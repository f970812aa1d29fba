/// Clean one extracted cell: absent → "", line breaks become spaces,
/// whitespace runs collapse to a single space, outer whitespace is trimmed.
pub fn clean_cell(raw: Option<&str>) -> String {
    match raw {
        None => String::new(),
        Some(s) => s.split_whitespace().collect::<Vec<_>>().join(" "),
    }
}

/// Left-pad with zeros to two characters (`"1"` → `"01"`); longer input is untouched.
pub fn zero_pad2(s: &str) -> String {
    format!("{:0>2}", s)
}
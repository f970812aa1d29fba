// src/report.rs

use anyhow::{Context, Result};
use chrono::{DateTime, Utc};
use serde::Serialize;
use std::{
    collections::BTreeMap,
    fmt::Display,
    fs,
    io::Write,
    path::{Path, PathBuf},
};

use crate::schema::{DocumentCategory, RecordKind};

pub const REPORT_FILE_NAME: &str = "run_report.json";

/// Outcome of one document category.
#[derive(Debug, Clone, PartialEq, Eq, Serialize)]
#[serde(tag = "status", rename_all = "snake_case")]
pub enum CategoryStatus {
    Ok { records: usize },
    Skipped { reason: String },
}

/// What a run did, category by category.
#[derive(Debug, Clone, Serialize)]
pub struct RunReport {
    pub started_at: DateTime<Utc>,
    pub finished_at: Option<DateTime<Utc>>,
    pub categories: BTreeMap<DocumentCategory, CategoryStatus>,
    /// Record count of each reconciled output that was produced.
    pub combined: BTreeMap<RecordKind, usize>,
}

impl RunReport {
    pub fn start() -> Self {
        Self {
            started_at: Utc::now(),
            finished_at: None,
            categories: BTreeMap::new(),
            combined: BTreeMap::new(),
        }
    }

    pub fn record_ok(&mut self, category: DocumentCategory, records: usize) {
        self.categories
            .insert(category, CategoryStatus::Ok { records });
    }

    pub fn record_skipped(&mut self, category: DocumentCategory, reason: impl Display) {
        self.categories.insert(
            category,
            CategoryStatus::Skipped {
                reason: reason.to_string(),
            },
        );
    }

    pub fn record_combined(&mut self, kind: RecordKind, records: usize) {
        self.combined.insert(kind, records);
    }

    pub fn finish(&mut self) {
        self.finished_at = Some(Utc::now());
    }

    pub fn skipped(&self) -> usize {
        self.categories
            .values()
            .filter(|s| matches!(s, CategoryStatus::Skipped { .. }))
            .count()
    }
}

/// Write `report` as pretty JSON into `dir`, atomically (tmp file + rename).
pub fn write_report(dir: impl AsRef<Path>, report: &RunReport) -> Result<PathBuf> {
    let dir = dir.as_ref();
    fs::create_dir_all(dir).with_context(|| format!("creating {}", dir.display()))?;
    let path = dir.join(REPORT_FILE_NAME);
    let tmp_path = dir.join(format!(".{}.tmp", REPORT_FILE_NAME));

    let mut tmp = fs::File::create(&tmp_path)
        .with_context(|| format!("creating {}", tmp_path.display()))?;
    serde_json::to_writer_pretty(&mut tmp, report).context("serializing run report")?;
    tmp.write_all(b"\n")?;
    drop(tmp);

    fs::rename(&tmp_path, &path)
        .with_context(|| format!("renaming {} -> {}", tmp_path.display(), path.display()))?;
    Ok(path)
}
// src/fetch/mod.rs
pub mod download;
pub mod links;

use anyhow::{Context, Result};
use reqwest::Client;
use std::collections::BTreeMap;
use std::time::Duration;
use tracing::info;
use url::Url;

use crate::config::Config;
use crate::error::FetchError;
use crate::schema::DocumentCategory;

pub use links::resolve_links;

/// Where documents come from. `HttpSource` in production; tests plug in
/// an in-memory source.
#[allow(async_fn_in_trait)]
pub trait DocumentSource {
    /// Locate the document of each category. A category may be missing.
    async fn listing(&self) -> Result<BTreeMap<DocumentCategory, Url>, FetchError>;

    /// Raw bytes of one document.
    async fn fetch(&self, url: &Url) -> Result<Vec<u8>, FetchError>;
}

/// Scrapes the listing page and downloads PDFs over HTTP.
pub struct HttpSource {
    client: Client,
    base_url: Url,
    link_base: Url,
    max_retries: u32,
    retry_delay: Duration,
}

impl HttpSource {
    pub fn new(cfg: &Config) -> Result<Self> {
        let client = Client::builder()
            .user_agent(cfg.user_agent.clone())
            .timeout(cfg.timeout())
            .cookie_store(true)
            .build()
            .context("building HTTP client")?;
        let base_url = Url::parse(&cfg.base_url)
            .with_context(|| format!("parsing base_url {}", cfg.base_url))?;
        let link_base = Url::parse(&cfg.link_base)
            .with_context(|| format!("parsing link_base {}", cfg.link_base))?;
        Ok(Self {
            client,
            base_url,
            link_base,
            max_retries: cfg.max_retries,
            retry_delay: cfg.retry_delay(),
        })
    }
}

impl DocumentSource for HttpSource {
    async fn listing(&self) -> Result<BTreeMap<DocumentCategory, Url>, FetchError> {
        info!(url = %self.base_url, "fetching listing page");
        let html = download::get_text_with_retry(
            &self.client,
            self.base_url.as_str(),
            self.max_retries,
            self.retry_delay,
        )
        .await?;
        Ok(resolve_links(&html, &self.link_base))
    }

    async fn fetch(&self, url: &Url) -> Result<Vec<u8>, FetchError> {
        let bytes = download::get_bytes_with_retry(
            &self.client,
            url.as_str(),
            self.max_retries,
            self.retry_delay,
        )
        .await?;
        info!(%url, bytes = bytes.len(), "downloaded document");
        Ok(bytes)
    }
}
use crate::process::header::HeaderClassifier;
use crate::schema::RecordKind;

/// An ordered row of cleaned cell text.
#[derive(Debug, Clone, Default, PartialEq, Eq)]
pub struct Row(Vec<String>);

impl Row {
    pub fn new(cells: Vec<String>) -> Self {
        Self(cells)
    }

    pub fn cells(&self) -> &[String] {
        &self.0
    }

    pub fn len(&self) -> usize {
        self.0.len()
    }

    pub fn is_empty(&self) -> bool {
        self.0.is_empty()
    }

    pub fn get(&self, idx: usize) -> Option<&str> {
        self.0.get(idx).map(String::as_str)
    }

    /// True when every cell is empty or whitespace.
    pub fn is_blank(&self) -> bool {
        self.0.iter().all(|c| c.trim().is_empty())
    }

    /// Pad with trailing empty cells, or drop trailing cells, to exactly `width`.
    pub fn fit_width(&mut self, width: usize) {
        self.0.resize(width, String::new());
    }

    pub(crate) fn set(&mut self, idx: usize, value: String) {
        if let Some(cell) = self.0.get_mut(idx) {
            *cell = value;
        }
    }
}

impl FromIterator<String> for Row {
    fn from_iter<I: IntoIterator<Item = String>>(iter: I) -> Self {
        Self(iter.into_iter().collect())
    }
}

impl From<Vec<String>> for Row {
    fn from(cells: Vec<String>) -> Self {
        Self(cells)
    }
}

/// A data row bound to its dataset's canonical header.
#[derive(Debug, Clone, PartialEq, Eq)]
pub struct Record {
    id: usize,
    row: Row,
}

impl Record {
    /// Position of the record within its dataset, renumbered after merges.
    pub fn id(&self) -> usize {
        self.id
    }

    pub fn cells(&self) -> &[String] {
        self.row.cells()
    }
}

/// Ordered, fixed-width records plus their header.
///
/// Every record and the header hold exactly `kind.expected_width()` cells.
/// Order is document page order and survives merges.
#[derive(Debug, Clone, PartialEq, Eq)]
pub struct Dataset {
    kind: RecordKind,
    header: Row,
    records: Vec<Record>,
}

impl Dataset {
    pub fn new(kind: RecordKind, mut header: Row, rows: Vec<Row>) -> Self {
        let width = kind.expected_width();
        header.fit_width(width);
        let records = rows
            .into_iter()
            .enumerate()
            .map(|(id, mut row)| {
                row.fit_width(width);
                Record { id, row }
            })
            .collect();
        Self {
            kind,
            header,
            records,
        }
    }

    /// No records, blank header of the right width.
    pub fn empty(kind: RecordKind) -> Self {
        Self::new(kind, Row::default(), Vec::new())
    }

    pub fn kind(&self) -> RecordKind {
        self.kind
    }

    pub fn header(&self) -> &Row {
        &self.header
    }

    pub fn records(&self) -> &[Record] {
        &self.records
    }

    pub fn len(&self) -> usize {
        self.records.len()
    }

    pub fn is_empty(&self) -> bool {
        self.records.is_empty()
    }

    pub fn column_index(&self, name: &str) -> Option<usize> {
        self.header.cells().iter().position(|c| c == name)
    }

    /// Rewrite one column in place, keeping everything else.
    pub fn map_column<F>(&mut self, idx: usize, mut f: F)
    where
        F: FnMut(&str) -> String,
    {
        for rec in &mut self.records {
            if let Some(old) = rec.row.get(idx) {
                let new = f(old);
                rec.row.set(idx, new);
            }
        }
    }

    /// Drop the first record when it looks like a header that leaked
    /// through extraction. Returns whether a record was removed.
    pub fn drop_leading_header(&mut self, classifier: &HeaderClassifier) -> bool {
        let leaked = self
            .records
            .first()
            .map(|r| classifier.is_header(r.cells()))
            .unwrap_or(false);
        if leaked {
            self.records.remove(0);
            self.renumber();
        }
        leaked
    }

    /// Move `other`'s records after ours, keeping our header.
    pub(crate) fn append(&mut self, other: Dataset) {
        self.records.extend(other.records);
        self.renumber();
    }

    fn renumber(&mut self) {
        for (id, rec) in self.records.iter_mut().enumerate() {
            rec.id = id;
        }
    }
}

..............................

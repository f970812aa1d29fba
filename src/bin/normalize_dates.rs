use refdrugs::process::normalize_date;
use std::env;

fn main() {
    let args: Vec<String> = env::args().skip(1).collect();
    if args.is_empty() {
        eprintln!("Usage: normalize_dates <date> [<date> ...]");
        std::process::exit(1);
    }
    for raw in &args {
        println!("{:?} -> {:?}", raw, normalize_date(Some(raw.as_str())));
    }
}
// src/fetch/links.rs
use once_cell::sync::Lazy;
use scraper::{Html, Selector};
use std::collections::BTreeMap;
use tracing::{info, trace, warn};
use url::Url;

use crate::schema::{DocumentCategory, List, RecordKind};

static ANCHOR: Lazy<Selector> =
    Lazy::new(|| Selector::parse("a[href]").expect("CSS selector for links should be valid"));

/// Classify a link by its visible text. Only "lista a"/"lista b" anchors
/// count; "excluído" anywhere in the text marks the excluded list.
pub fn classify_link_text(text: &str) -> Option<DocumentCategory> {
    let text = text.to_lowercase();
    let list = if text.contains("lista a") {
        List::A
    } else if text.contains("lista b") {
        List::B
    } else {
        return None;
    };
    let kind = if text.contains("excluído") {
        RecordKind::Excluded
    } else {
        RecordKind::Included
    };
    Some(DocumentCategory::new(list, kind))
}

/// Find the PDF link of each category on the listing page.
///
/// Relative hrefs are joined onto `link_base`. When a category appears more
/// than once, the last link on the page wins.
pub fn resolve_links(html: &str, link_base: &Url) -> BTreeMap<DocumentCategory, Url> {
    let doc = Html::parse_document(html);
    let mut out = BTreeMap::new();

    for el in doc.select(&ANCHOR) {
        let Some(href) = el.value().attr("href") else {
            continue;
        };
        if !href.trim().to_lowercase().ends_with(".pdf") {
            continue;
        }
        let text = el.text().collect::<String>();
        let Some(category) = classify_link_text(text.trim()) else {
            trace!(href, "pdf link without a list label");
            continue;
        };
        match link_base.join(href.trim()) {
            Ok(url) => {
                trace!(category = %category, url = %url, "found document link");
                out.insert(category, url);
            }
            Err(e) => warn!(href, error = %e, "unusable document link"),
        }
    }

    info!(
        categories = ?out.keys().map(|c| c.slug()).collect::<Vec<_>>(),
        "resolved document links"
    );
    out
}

..............................

* What the task asks: Beginning with the line above that contains "pub fn classify_link_text(text: &str)", copy each line exactly up to and including the line that contains "the page wins.", and go no further.

* Result for this task:
pub fn classify_link_text(text: &str) -> Option<DocumentCategory> {
    let text = text.to_lowercase();
    let list = if text.contains("lista a") {
        List::A
    } else if text.contains("lista b") {
        List::B
    } else {
        return None;
    };
    let kind = if text.contains("excluído") {
        RecordKind::Excluded
    } else {
        RecordKind::Included
    };
    Some(DocumentCategory::new(list, kind))
}

/// Find the PDF link of each category on the listing page.
///
/// Relative hrefs are joined onto `link_base`. When a category appears more
/// than once, the last link on the page wins.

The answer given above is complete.